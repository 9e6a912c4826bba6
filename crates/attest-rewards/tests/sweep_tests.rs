mod common;

use attest_rewards::{FundsSweeper, KeyedLockTable, RewardContext, RewardError, SweepOutcome};
use attest_storage::RewardStorage;
use attest_types::{NativeAmount, ProofType};
use common::{device, test_config, Harness};
use std::sync::Arc;

fn sweeper(harness: &Harness, locks: Arc<KeyedLockTable>) -> FundsSweeper {
    let context = RewardContext::new(
        test_config(),
        harness.attestor.clone(),
        Some(harness.distribution.clone()),
        device("bot"),
    )
    .unwrap();
    FundsSweeper::new(
        harness.storage.clone(),
        harness.ledger.clone(),
        harness.ledger.clone(),
        harness.messenger.clone(),
        Arc::new(context),
        locks,
    )
}

async fn funded_receiving_addresses(harness: &Harness, names: &[&str]) {
    for name in names {
        harness
            .attested_session(name, "Member", ProofType::Payment, None)
            .await;
    }
    for address in harness.storage.list_receiving_addresses().await.unwrap() {
        harness
            .ledger
            .credit(&address, NativeAmount::from_units(49_000))
            .await;
    }
}

#[tokio::test]
async fn test_sweep_moves_paid_fees_to_attestor() {
    let harness = Harness::new().await;
    funded_receiving_addresses(&harness, &["ada", "ben", "cy"]).await;
    let sweeper = sweeper(&harness, Arc::new(KeyedLockTable::new()));

    let outcome = sweeper.sweep().await.unwrap();
    assert!(matches!(outcome, SweepOutcome::Moved { addresses: 3, .. }));
    assert_eq!(
        harness.ledger.balance(&harness.attestor).await,
        NativeAmount::from_units(147_000)
    );

    // Nothing left to move
    assert_eq!(sweeper.sweep().await.unwrap(), SweepOutcome::NothingToMove);
}

#[tokio::test]
async fn test_sweep_skipped_while_catching_up() {
    let harness = Harness::new().await;
    funded_receiving_addresses(&harness, &["ada"]).await;
    harness.ledger.set_catching_up(true).await;

    let outcome = sweeper(&harness, Arc::new(KeyedLockTable::new()))
        .sweep()
        .await
        .unwrap();
    assert_eq!(outcome, SweepOutcome::Skipped);
    assert!(harness.ledger.payments().await.is_empty());
}

#[tokio::test]
async fn test_sweep_is_capped_per_unit() {
    let harness = Harness::new().await;
    let names: Vec<String> = (0..20).map(|i| format!("user-{}", i)).collect();
    let names: Vec<&str> = names.iter().map(String::as_str).collect();
    funded_receiving_addresses(&harness, &names).await;
    let sweeper = sweeper(&harness, Arc::new(KeyedLockTable::new()));

    assert!(matches!(
        sweeper.sweep().await.unwrap(),
        SweepOutcome::Moved { addresses: 16, .. }
    ));
    assert!(matches!(
        sweeper.sweep().await.unwrap(),
        SweepOutcome::Moved { addresses: 4, .. }
    ));
}

#[tokio::test]
async fn test_failed_sweep_notifies_operator() {
    let harness = Harness::new().await;
    funded_receiving_addresses(&harness, &["ada"]).await;
    harness.ledger.set_fail_payments(true).await;
    let locks = Arc::new(KeyedLockTable::new());

    let err = sweeper(&harness, locks.clone()).sweep().await.unwrap_err();
    assert!(matches!(err, RewardError::Dispatch(_)));
    let notifications = harness.messenger.notifications().await;
    assert_eq!(notifications.len(), 1);
    assert_eq!(notifications[0].0, "failed to move funds");
    assert!(notifications[0].1.contains("49000 bytes"));
    assert_eq!(locks.active_keys(), 0);
}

PROMPT:
The lines holding the string "matches" in the listing above are what you should copy out.

ANSWER:
    assert!(matches!(outcome, SweepOutcome::Moved { addresses: 3, .. }));
    assert!(matches!(
    assert!(matches!(
    assert!(matches!(err, RewardError::Dispatch(_)));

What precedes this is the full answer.